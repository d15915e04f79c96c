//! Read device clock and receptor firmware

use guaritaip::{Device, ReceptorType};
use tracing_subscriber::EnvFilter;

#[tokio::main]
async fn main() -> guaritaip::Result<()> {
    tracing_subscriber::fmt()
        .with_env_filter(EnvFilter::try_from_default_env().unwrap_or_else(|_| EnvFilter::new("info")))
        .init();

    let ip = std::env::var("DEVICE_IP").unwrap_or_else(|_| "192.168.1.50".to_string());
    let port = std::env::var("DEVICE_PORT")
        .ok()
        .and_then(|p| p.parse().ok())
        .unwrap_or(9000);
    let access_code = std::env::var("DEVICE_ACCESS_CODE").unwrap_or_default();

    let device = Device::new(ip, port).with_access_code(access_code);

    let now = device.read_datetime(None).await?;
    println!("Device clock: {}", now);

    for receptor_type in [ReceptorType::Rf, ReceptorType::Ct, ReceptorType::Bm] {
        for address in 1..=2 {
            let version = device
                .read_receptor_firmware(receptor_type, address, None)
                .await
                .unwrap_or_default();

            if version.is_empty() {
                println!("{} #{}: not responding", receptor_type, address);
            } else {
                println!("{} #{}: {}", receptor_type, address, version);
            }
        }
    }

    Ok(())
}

#####

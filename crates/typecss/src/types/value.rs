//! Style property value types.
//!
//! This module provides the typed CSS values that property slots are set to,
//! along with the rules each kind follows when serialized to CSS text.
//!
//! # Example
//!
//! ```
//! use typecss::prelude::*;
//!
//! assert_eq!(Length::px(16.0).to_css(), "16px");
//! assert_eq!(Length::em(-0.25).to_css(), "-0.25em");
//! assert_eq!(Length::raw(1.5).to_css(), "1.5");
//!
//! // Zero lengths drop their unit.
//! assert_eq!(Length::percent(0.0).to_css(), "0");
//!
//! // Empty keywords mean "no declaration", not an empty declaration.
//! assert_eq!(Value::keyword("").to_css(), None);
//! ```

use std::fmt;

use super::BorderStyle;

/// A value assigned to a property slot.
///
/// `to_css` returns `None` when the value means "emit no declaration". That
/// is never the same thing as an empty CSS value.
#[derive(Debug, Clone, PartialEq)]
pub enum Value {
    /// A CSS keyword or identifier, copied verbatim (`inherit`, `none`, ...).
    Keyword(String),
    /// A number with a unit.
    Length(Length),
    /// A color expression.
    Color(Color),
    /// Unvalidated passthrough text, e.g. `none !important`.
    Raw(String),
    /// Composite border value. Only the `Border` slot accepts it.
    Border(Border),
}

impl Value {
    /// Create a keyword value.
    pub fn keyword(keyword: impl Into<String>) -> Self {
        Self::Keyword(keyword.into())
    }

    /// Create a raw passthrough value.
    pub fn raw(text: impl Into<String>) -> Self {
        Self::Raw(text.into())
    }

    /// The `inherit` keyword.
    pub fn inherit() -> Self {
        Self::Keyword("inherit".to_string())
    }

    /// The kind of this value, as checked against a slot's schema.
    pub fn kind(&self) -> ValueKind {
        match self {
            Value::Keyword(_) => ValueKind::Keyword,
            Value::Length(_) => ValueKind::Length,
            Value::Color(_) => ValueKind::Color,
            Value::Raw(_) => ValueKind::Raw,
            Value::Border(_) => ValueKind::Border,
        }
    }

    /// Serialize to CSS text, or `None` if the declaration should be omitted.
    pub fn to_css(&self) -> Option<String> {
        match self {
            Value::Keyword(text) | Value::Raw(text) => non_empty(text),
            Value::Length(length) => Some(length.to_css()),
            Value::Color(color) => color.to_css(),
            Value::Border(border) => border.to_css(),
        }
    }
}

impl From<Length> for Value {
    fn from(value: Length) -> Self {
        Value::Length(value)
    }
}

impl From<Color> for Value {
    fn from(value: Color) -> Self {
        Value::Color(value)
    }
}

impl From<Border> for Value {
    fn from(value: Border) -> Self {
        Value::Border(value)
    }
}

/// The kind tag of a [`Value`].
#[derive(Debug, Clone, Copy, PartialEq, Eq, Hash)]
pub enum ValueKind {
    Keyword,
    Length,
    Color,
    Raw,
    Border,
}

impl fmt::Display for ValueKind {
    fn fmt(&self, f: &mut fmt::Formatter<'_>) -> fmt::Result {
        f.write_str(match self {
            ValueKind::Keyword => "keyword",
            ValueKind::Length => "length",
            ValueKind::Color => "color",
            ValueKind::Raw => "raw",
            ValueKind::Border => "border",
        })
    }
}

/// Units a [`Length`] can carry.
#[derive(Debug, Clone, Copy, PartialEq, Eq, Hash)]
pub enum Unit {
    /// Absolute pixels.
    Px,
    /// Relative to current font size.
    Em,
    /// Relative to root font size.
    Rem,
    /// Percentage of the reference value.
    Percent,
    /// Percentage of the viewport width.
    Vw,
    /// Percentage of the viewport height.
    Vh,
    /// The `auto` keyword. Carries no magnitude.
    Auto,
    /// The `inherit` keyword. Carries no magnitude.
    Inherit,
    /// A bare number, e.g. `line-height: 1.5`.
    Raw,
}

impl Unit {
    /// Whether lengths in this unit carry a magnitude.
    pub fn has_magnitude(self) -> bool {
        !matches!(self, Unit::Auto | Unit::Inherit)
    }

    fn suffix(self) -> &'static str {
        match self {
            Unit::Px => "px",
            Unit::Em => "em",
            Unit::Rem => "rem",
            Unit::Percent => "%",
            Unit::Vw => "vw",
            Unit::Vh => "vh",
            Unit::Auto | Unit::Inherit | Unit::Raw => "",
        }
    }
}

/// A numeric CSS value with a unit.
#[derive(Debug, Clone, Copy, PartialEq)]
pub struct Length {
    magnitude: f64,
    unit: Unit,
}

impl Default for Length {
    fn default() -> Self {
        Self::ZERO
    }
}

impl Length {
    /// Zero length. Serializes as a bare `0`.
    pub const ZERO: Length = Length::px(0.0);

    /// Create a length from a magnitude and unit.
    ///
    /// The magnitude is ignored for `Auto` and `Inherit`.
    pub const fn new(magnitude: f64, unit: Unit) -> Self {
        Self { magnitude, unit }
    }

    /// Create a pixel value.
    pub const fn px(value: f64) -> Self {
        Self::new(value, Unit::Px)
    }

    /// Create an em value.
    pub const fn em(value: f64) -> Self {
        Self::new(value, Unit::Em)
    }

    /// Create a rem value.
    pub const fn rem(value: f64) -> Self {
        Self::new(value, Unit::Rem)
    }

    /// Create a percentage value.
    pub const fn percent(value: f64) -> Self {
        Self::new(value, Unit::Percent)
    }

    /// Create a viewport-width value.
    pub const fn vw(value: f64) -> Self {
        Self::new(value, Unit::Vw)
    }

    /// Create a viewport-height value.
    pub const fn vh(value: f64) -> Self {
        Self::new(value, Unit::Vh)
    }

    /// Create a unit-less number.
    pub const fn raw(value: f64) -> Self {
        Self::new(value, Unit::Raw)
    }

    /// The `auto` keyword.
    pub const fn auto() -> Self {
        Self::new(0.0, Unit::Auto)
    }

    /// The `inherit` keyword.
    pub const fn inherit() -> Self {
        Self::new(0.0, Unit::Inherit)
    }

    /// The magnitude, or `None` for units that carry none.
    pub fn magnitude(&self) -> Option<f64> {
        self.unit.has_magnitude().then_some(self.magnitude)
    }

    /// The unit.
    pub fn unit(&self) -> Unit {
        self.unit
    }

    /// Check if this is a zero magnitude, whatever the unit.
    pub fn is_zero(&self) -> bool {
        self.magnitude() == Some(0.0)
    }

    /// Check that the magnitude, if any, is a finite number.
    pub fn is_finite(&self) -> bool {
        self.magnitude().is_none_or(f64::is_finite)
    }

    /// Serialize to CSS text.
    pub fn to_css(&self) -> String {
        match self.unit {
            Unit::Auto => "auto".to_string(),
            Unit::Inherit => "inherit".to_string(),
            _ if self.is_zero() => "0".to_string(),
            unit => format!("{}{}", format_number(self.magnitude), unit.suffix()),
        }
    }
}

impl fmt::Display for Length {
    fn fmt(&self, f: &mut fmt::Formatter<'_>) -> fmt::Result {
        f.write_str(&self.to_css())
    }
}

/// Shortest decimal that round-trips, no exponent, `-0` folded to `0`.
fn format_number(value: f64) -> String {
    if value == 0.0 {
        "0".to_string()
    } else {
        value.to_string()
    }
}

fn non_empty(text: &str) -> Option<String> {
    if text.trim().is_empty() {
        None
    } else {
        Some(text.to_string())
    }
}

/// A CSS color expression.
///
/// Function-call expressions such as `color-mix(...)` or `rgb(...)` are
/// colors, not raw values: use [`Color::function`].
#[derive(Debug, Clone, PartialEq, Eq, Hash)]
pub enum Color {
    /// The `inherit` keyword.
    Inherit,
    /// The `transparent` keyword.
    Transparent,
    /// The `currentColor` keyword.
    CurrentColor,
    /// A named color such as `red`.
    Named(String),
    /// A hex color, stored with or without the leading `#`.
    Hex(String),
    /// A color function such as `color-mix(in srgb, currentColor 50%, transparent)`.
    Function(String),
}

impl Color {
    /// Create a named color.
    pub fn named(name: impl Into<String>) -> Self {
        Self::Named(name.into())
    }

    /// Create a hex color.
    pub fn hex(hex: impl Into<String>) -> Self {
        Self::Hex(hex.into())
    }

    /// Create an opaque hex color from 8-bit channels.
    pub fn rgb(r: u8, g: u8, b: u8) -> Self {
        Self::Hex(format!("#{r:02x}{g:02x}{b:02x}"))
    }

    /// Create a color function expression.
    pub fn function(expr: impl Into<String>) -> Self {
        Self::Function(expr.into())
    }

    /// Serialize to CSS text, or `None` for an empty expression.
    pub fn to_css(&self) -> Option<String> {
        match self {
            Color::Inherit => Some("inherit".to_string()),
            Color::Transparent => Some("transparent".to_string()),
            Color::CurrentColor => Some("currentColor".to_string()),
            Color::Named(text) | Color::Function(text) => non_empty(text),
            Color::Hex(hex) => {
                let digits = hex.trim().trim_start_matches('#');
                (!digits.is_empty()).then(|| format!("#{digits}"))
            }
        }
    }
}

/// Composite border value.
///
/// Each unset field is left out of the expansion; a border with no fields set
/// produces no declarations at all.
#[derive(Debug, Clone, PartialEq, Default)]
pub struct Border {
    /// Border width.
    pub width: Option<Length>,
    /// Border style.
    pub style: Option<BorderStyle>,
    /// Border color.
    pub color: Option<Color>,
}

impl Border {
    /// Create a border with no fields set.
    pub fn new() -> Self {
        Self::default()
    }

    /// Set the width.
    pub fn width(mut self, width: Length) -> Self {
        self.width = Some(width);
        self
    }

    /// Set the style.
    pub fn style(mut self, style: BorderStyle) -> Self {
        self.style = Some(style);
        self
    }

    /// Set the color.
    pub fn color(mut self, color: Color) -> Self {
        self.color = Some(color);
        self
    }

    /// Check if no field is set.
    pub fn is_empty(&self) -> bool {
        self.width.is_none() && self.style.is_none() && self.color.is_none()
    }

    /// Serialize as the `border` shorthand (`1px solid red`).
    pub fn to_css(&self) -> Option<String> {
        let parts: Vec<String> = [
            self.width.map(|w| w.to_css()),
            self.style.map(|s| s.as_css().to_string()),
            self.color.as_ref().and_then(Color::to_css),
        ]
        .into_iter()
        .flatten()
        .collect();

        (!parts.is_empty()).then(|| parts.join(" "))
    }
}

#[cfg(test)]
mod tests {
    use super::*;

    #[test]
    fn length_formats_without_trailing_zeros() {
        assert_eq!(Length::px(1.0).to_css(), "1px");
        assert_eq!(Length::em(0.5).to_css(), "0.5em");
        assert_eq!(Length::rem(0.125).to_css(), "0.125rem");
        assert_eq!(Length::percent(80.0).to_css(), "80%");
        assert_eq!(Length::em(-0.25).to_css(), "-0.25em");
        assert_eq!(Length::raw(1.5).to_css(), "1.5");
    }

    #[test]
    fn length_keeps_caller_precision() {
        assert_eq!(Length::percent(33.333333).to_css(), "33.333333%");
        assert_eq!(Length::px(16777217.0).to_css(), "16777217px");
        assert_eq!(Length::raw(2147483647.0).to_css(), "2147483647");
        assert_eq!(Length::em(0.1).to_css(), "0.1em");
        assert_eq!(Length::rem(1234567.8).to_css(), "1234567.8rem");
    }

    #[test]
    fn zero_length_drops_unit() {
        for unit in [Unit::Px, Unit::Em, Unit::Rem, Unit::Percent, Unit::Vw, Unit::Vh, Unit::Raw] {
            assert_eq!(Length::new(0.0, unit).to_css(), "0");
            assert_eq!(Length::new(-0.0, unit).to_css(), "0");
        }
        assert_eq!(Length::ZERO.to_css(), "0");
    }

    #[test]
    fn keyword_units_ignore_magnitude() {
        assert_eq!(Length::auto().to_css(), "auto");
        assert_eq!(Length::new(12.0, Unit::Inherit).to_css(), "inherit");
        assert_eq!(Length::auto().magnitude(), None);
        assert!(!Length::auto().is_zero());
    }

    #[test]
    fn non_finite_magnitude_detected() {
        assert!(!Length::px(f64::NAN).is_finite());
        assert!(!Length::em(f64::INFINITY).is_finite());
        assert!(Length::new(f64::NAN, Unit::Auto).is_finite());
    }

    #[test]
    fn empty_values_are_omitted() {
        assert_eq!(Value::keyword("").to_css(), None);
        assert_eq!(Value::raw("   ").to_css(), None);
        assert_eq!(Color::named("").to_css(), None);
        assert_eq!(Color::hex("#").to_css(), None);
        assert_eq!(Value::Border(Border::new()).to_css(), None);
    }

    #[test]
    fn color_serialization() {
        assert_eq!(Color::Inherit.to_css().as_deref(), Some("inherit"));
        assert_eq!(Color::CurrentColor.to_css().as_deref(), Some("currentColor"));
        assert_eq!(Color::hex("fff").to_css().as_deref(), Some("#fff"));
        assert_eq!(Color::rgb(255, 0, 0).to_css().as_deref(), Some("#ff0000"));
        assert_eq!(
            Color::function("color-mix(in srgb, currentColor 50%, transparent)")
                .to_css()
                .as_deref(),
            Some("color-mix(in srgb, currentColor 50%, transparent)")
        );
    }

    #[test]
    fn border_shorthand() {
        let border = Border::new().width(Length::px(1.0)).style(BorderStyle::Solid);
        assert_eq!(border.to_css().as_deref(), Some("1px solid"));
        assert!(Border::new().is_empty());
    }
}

#####

• [Work order] Take the records above and return, word for word, only the lines that fall from the line with "empty CSS value." to the line with "pub fn kind(&self)", both of them included.

• [Task answer]
/// is never the same thing as an empty CSS value.
#[derive(Debug, Clone, PartialEq)]
pub enum Value {
    /// A CSS keyword or identifier, copied verbatim (`inherit`, `none`, ...).
    Keyword(String),
    /// A number with a unit.
    Length(Length),
    /// A color expression.
    Color(Color),
    /// Unvalidated passthrough text, e.g. `none !important`.
    Raw(String),
    /// Composite border value. Only the `Border` slot accepts it.
    Border(Border),
}

impl Value {
    /// Create a keyword value.
    pub fn keyword(keyword: impl Into<String>) -> Self {
        Self::Keyword(keyword.into())
    }

    /// Create a raw passthrough value.
    pub fn raw(text: impl Into<String>) -> Self {
        Self::Raw(text.into())
    }

    /// The `inherit` keyword.
    pub fn inherit() -> Self {
        Self::Keyword("inherit".to_string())
    }

    /// The kind of this value, as checked against a slot's schema.
    pub fn kind(&self) -> ValueKind {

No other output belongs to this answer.